(What is required) Go through the entries and copy every line that has the string "roots" in it.

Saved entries
▶

/// Distinct primaries in branch → child-branch → column order.
pub(crate) fn placement_order(branches: &[Branch]) -> Vec<&str> {
    let mut seen = HashSet::new();
    branches
        .iter()
        .flat_map(|branch| branch.child_branches.iter())
        .flat_map(ChildBranch::primaries)
        .filter(|id| seen.insert(*id))
        .collect()
}

/// Stack each consumed constant into the first column holding its consumer.
fn attach_constants(connectivity: &mut Connectivity) {
    for constant in &connectivity.constants {
        let Some(consumer) = constant.consumer.as_deref() else {
            continue;
        };
        let column = connectivity
            .branches
            .iter_mut()
            .flat_map(|branch| branch.child_branches.iter_mut())
            .flat_map(|path| path.columns.iter_mut())
            .find(|column| column.primary() == consumer);
        if let Some(column) = column {
            column.objects.push(constant.id.clone());
        }
    }
}

#[cfg(test)]
mod tests {
    use super::*;
    use crate::ir::{Endpoint, GraphObject, ObjectKind};

    fn edge(id: &str, from: (Area, &str, &str), to: (Area, &str, &str)) -> Edge {
        Edge::new(
            id,
            Endpoint::new(from.0, from.1, from.2),
            Endpoint::new(to.0, to.1, to.2),
        )
    }

    fn ops_chain() -> GraphStore {
        let mut store = GraphStore::new();
        store
            .input
            .insert(GraphObject::vertex("in", "in").with_fields(["a", "b", "c"]));
        for id in ["A", "B", "C", "D"] {
            store
                .operations
                .insert(GraphObject::vertex(id, id).with_fields(["x", "y"]));
        }
        store
    }

    fn primaries(branch: &Branch) -> Vec<Vec<&str>> {
        branch
            .child_branches
            .iter()
            .map(|path| path.primaries().collect())
            .collect()
    }

    #[test]
    fn no_entry_edges_yields_nothing() {
        let store = ops_chain();
        let result = analyze_connectivity(&store, Area::Operations, &PortConfig::default());
        assert!(result.is_empty());
        assert!(result.constants.is_empty());
    }

    #[test]
    fn branches_follow_entry_source_order() {
        let mut store = GraphStore::new();
        for (id, y) in [("sa", 10.0), ("sb", 5.0), ("sc", 20.0)] {
            store.input.insert(GraphObject::vertex(id, id).at(0.0, y));
        }
        for id in ["A", "B", "C"] {
            store.operations.insert(GraphObject::vertex(id, id));
        }
        for (src, dst) in [("sa", "A"), ("sb", "B"), ("sc", "C")] {
            store.edges.push(edge(
                &format!("{src}-{dst}"),
                (Area::Input, src, "title"),
                (Area::Operations, dst, "title"),
            ));
        }
        let result = analyze_connectivity(&store, Area::Operations, &PortConfig::default());
        let roots: Vec<_> = result.branches.iter().map(|b| b.root.as_str()).collect();
        assert_eq!(roots, vec!["B", "A", "C"]);
    }

    #[test]
    fn fan_out_builds_one_path_per_child() {
        let mut store = ops_chain();
        store.edges.push(edge("e0", (Area::Input, "in", "0"), (Area::Operations, "A", "0")));
        store.edges.push(edge("e1", (Area::Operations, "A", "1"), (Area::Operations, "C", "0")));
        store.edges.push(edge("e2", (Area::Operations, "A", "0"), (Area::Operations, "B", "0")));
        let result = analyze_connectivity(&store, Area::Operations, &PortConfig::default());
        assert_eq!(result.branches.len(), 1);
        // field 0 sits above field 1, so B comes before C
        assert_eq!(primaries(&result.branches[0]), vec![vec!["A", "B"], vec!["A", "C"]]);
        assert_eq!(result.level("A"), Some(1));
        assert_eq!(result.level("B"), Some(2));
        assert_eq!(result.level("C"), Some(2));
        assert_eq!(result.unreached, vec!["D".to_string()]);
    }

    #[test]
    fn level_is_minimum_depth_and_dominated_paths_are_pruned() {
        let mut store = ops_chain();
        store.edges.push(edge("e0", (Area::Input, "in", "0"), (Area::Operations, "A", "0")));
        store.edges.push(edge("ab", (Area::Operations, "A", "0"), (Area::Operations, "B", "0")));
        store.edges.push(edge("bc", (Area::Operations, "B", "0"), (Area::Operations, "C", "0")));
        store.edges.push(edge("ac", (Area::Operations, "A", "1"), (Area::Operations, "C", "1")));
        let result = analyze_connectivity(&store, Area::Operations, &PortConfig::default());
        assert_eq!(result.level("C"), Some(2));
        assert_eq!(primaries(&result.branches[0]), vec![vec!["A", "B", "C"]]);
    }

    #[test]
    fn cycles_terminate() {
        let mut store = ops_chain();
        store.edges.push(edge("e0", (Area::Input, "in", "0"), (Area::Operations, "A", "0")));
        store.edges.push(edge("ab", (Area::Operations, "A", "0"), (Area::Operations, "B", "0")));
        store.edges.push(edge("bc", (Area::Operations, "B", "0"), (Area::Operations, "C", "0")));
        store.edges.push(edge("ca", (Area::Operations, "C", "1"), (Area::Operations, "A", "1")));
        let result = analyze_connectivity(&store, Area::Operations, &PortConfig::default());
        assert_eq!(primaries(&result.branches[0]), vec![vec!["A", "B", "C"]]);
        assert_eq!(result.level("C"), Some(3));
    }

    #[test]
    fn grouped_targets_resolve_to_outermost_boundary() {
        let mut store = ops_chain();
        store.operations.insert(
            GraphObject::boundary("G", "group").with_members(["B", "C"], ObjectKind::Vertex),
        );
        for id in ["B", "C"] {
            store.operations.vertices.get_mut(id).unwrap().parent = Some("G".into());
        }
        store.edges.push(edge("e0", (Area::Input, "in", "0"), (Area::Operations, "B", "0")));
        store.edges.push(edge("e1", (Area::Input, "in", "1"), (Area::Operations, "C", "0")));
        // an edge leaving a member counts as leaving the group
        store.edges.push(edge("cd", (Area::Operations, "C", "1"), (Area::Operations, "D", "0")));
        let result = analyze_connectivity(&store, Area::Operations, &PortConfig::default());
        assert_eq!(result.branches.len(), 1);
        assert_eq!(primaries(&result.branches[0]), vec![vec!["G", "D"]]);
    }

    #[test]
    fn malformed_edges_are_skipped() {
        let mut store = ops_chain();
        store.edges.push(edge("bad", (Area::Input, "ghost", "0"), (Area::Operations, "A", "0")));
        store.edges.push(edge("e0", (Area::Input, "in", "0"), (Area::Operations, "B", "0")));
        store.edges.push(edge("e1", (Area::Input, "in", "1"), (Area::Operations, "nowhere", "0")));
        store.edges.push(edge("bx", (Area::Operations, "B", "0"), (Area::Operations, "ghost", "0")));
        let result = analyze_connectivity(&store, Area::Operations, &PortConfig::default());
        assert_eq!(result.branches.len(), 1);
        assert_eq!(primaries(&result.branches[0]), vec![vec!["B"]]);
    }

    #[test]
    fn constants_attach_to_consumer_or_go_to_lane() {
        let mut store = ops_chain();
        store.output.insert(GraphObject::vertex("out", "out").with_fields(["p", "q"]));
        store.output.insert(GraphObject::vertex("other", "other").at(0.0, 200.0));
        store.edges.push(edge("e0", (Area::Input, "in", "0"), (Area::Operations, "A", "0")));
        store.edges.push(edge("ao", (Area::Operations, "A", "0"), (Area::Output, "out", "p")));
        // C shares A's output object, D feeds an object nobody else feeds
        store.edges.push(edge("co", (Area::Operations, "C", "0"), (Area::Output, "out", "q")));
        store.edges.push(edge("do", (Area::Operations, "D", "0"), (Area::Output, "other", "title")));
        let result = analyze_connectivity(&store, Area::Operations, &PortConfig::default());

        let ids: Vec<_> = result.constants.iter().map(|c| c.id.as_str()).collect();
        assert_eq!(ids, vec!["C", "D"]);
        assert_eq!(result.constants[0].consumer.as_deref(), Some("A"));
        assert_eq!(result.constants[1].consumer, None);
        assert_eq!(result.branches[0].child_branches[0].columns[0].objects, vec!["A", "C"]);
        assert_eq!(result.unreached, vec!["B".to_string()]);
        assert_eq!(result.lane().collect::<Vec<_>>(), vec!["D", "B"]);
    }
}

◀

(Reply to the task)
        let roots: Vec<_> = result.branches.iter().map(|b| b.root.as_str()).collect();
        assert_eq!(roots, vec!["B", "A", "C"]);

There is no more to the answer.